Performance doesn’t even begin to address the fact that, during my transition, I acted the same—wore the same Tshirts, jeans, and sneakers that I always had—yet once other people started reading me as female, they began treating me very differently. And that’s called Transphobia. It has nothing to do with the fact that Women as a class are rendered second class because of the system of oppression called GENDER.
When we talk about my gender as though it were a performance, we let the audience—with all of their expectations, prejudices, and presumptions— completely off the hook. What’s that you say? It’s actually not about me?

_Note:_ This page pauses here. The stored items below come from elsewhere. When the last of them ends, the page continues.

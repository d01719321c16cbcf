//! Key hierarchy: master key lifecycle, per-table subkeys, and the
//! dependency-injected [`KeyManager`] every cipher-touching component holds.
//!
//! # Lifecycle
//!
//! 1. [`KeyManager::new`] loads (or creates) the master key through
//!    [`MasterKeyStore`] and eagerly derives one subkey per configured table.
//! 2. Derived keys live in an `Arc<RwLock<KeySet>>` for the process lifetime:
//!    encrypt/decrypt paths take short read locks; nothing mutates them.
//! 3. Rotation takes the write lock for its whole duration — that lock *is*
//!    the exclusive gate: no cipher operation can run mid-rotation.
//!
//! # Security invariants
//!
//! - Key material is never logged, never `Debug`-printed, and zeroed on drop.
//! - The master key leaves process memory only via the persisted store file.

pub mod derive;
pub mod master;

pub use master::{KeyStoreError, MasterKey, MasterKeyStore};

use std::collections::HashMap;
use std::path::PathBuf;
use std::sync::Arc;

use common::protocol::{EncryptionInfo, TableEncryptionInfo};
use common::TdeError;
use tokio::sync::{RwLock, RwLockWriteGuard};
use tracing::debug;

use crate::config::EncryptionConfig;
use crate::crypto::KEY_LEN;
use crate::settings::TdeSettings;

/// Fixed-size key buffer holding exactly [`KEY_LEN`] bytes.
///
/// Memory is overwritten with zeroes on drop to minimise the window during
/// which key material lives in RAM.
#[derive(Clone)]
pub struct KeyBytes(Box<[u8; KEY_LEN]>);

impl KeyBytes {
    /// Wrap raw key bytes.
    pub fn new(bytes: [u8; KEY_LEN]) -> Self {
        Self(Box::new(bytes))
    }

    /// Borrow the raw bytes.
    pub fn as_bytes(&self) -> &[u8; KEY_LEN] {
        &self.0
    }
}

impl Drop for KeyBytes {
    fn drop(&mut self) {
        self.0.iter_mut().for_each(|b| *b = 0);
    }
}

impl std::fmt::Debug for KeyBytes {
    fn fmt(&self, f: &mut std::fmt::Formatter<'_>) -> std::fmt::Result {
        f.write_str("KeyBytes([REDACTED])")
    }
}

impl PartialEq for KeyBytes {
    fn eq(&self, other: &Self) -> bool {
        self.0 == other.0
    }
}

/// A derived per-table subkey. Never persisted; recomputed from the master.
#[derive(Debug, Clone)]
pub struct TableKey(KeyBytes);

impl TableKey {
    /// Wrap derived key bytes.
    pub fn new(bytes: KeyBytes) -> Self {
        Self(bytes)
    }

    /// Borrow the raw bytes.
    pub fn as_bytes(&self) -> &[u8; KEY_LEN] {
        self.0.as_bytes()
    }
}

/// The complete in-memory key state: master plus all derived table keys.
pub(crate) struct KeySet {
    pub(crate) master: MasterKey,
    pub(crate) table_keys: HashMap<String, TableKey>,
}

/// Dependency-injected handle to the key hierarchy.
///
/// Cheaply cloneable; every clone shares the same key state. Constructed once
/// at startup and passed into each component that needs cipher access — there
/// is no ambient singleton.
#[derive(Clone)]
pub struct KeyManager {
    config: Arc<EncryptionConfig>,
    store: MasterKeyStore,
    keys: Arc<RwLock<KeySet>>,
}

impl KeyManager {
    /// Load (or create) the master key and derive all table subkeys.
    ///
    /// # Errors
    ///
    /// Returns [`TdeError::KeyStore`] if the store file is corrupt or
    /// unwritable.
    pub fn new(settings: &TdeSettings, config: EncryptionConfig) -> Result<Self, TdeError> {
        let store = MasterKeyStore::new(settings);
        let master = store
            .load_or_create()
            .map_err(|e| TdeError::KeyStore(e.to_string()))?;

        let config = Arc::new(config);
        let keys = KeySet {
            table_keys: Self::derive_all(&config, &master),
            master,
        };
        debug!(tables = config.len(), "table keys derived");

        Ok(Self {
            config,
            store,
            keys: Arc::new(RwLock::new(keys)),
        })
    }

    fn derive_all(config: &EncryptionConfig, master: &MasterKey) -> HashMap<String, TableKey> {
        config
            .iter()
            .map(|(table, cfg)| {
                (
                    table.to_owned(),
                    derive::derive_table_key(master, table, cfg.sensitivity),
                )
            })
            .collect()
    }

    /// The encryption configuration this manager was built with.
    pub fn config(&self) -> &EncryptionConfig {
        &self.config
    }

    /// Borrow a clone of the subkey for `table`.
    ///
    /// Takes a short read lock; blocks only while a rotation is in flight.
    ///
    /// # Errors
    ///
    /// Returns [`TdeError::UnknownTable`] if the table is not configured.
    pub async fn table_key(&self, table: &str) -> Result<TableKey, TdeError> {
        let keys = self.keys.read().await;
        keys.table_keys
            .get(table)
            .cloned()
            .ok_or_else(|| TdeError::UnknownTable(table.to_owned()))
    }

    /// Snapshot of the configuration and key-store state.
    pub fn encryption_info(&self) -> EncryptionInfo {
        let encrypted_tables = self
            .config
            .iter()
            .map(|(table, cfg)| TableEncryptionInfo {
                table: table.to_owned(),
                fields: cfg.fields.clone(),
                sensitivity: cfg.sensitivity.as_str().to_owned(),
            })
            .collect();

        EncryptionInfo {
            algorithm: master::ALGORITHM.to_owned(),
            key_derivation: master::KEY_DERIVATION.to_owned(),
            iterations: self.store.base_iterations(),
            master_key_exists: self.store.exists(),
            encrypted_tables,
            total_encrypted_fields: self.config.total_fields(),
        }
    }

    /// Back up the key store if backups are enabled. Returns the backup path,
    /// or `None` when backups are disabled in settings.
    ///
    /// # Errors
    ///
    /// Returns [`KeyStoreError`] if the copy fails.
    pub fn backup_store(&self) -> Result<Option<PathBuf>, KeyStoreError> {
        if !self.store.backup_enabled() {
            return Ok(None);
        }
        self.store.backup().map(Some)
    }

    // -- rotation plumbing, used by MigrationManager ------------------------

    /// Acquire the exclusive key lock for the duration of a rotation.
    pub(crate) async fn lock_for_rotation(&self) -> RwLockWriteGuard<'_, KeySet> {
        self.keys.write().await
    }

    /// Generate a fresh master key (not persisted).
    pub(crate) fn generate_master(&self) -> MasterKey {
        self.store.generate()
    }

    /// Derive a complete key set under `master`.
    pub(crate) fn derive_keyset(&self, master: &MasterKey) -> KeySet {
        KeySet {
            table_keys: Self::derive_all(&self.config, master),
            master: master.clone(),
        }
    }

    /// Atomically persist `master` as the new store contents.
    pub(crate) fn persist_master(&self, master: &MasterKey) -> Result<(), KeyStoreError> {
        self.store.persist(master)
    }
}

#[cfg(test)]
mod tests {
    use super::*;

    fn manager_in(dir: &tempfile::TempDir) -> KeyManager {
        let settings = TdeSettings {
            master_key_file: dir.path().join(".tde_master_key"),
            base_iterations: 1_000,
            ..TdeSettings::default()
        };
        KeyManager::new(&settings, EncryptionConfig::builtin()).unwrap()
    }

    #[tokio::test]
    async fn table_keys_are_available_for_configured_tables() {
        let dir = tempfile::tempdir().unwrap();
        let km = manager_in(&dir);
        for table in ["patients", "doctors", "medical_records", "prescriptions"] {
            assert!(km.table_key(table).await.is_ok(), "missing key for {table}");
        }
    }

    #[tokio::test]
    async fn unknown_table_is_a_typed_error() {
        let dir = tempfile::tempdir().unwrap();
        let km = manager_in(&dir);
        assert!(matches!(
            km.table_key("appointments").await,
            Err(TdeError::UnknownTable(_))
        ));
    }

    #[tokio::test]
    async fn reopening_derives_identical_keys() {
        let dir = tempfile::tempdir().unwrap();
        let a = manager_in(&dir);
        let b = manager_in(&dir);
        let ka = a.table_key("patients").await.unwrap();
        let kb = b.table_key("patients").await.unwrap();
        assert_eq!(ka.as_bytes(), kb.as_bytes());
    }

    #[test]
    fn encryption_info_reflects_config() {
        let dir = tempfile::tempdir().unwrap();
        let km = manager_in(&dir);
        let info = km.encryption_info();
        assert_eq!(info.algorithm, "AES-256-CBC");
        assert_eq!(info.key_derivation, "PBKDF2-HMAC-SHA256");
        assert!(info.master_key_exists);
        assert_eq!(info.encrypted_tables.len(), 4);
        assert_eq!(info.total_encrypted_fields, 9);
    }

    #[test]
    fn key_bytes_debug_is_redacted() {
        let kb = KeyBytes::new([0xAB; KEY_LEN]);
        assert_eq!(format!("{kb:?}"), "KeyBytes([REDACTED])");
    }
}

Fuck you, bigot, everything is about Julia Serano!!!
Look, I know that many contemporary queer folks and feminists embrace mantras like “all gender is performance,” “all gender is drag,” and “gender is just a construct.” They also might believe such crazy statements as “The Sky is Blue,” The Earth is Not Flat,” and “Penis is Male.” They seem empowered by the way these sayings give the impression that gender is merely a fiction. A facade. A figment of our imaginations. And of course they miss the fact that gender is s system, intentional, oppressive, to Actual Women. And of course, this is a convenient strategy, provided that you’re not a trans woman who lacks the means to change her legal sex to female, and who thus runs the very real risk of being locked up in an all-male jail cell. And that is the worst thing about Gender, not that it leads to the rape of millions of girls and women across the globe. What really matters is that good ol’ cock and balls Serano might be (properly) classified as male (I AM A BIOLOGIST DAMMIT).
Provided that you’re not a trans man who has to navigate the discrepancy between his male identity and female history during job interviews and first dates. See how I threw the transwomen a bone right there?
Whenever I hear someone who has not had a transsexual experience say that gender is just a construct or merely a performance, it always reminds me of that Stephen Colbert gag where he insists that he doesn’t see race. What’s that? EVERY WOMAN ON THE PLANET has an experience of Gender and what it is? Fuck you, ‘phobe. Those Women have cis privilege.
It’s easy to fictionalize an issue when you are not fully in touch with all of the ways in which you are privileged by it. Here, let me link you to some Tumblr blogs so you can get collected fore your blatant transphobia. Almost every day of my life I deal with people who insist on seeing my femaleness as fake. Because it is. Because I am male.
People who make a point of calling me effeminate rather than feminine. People who slip up my pronouns, but only after they find out that I’m trans, never beforehand (Actual LOLs). People who insist on third-sexing (!!) me with labels like MTF, boy-girl, he-she, she-male, ze, hir, 4 it—anything but simply female. What’s that? You thought gender neutral pronouns were ok? Fucy you, nonbinarist bigot!! Because I’m transsexual, I am sometimes accused of impersonation or deception when I am simply being myself. Like, really, every day people come up to me on the street and do this. I am the most oppressed man on the planet.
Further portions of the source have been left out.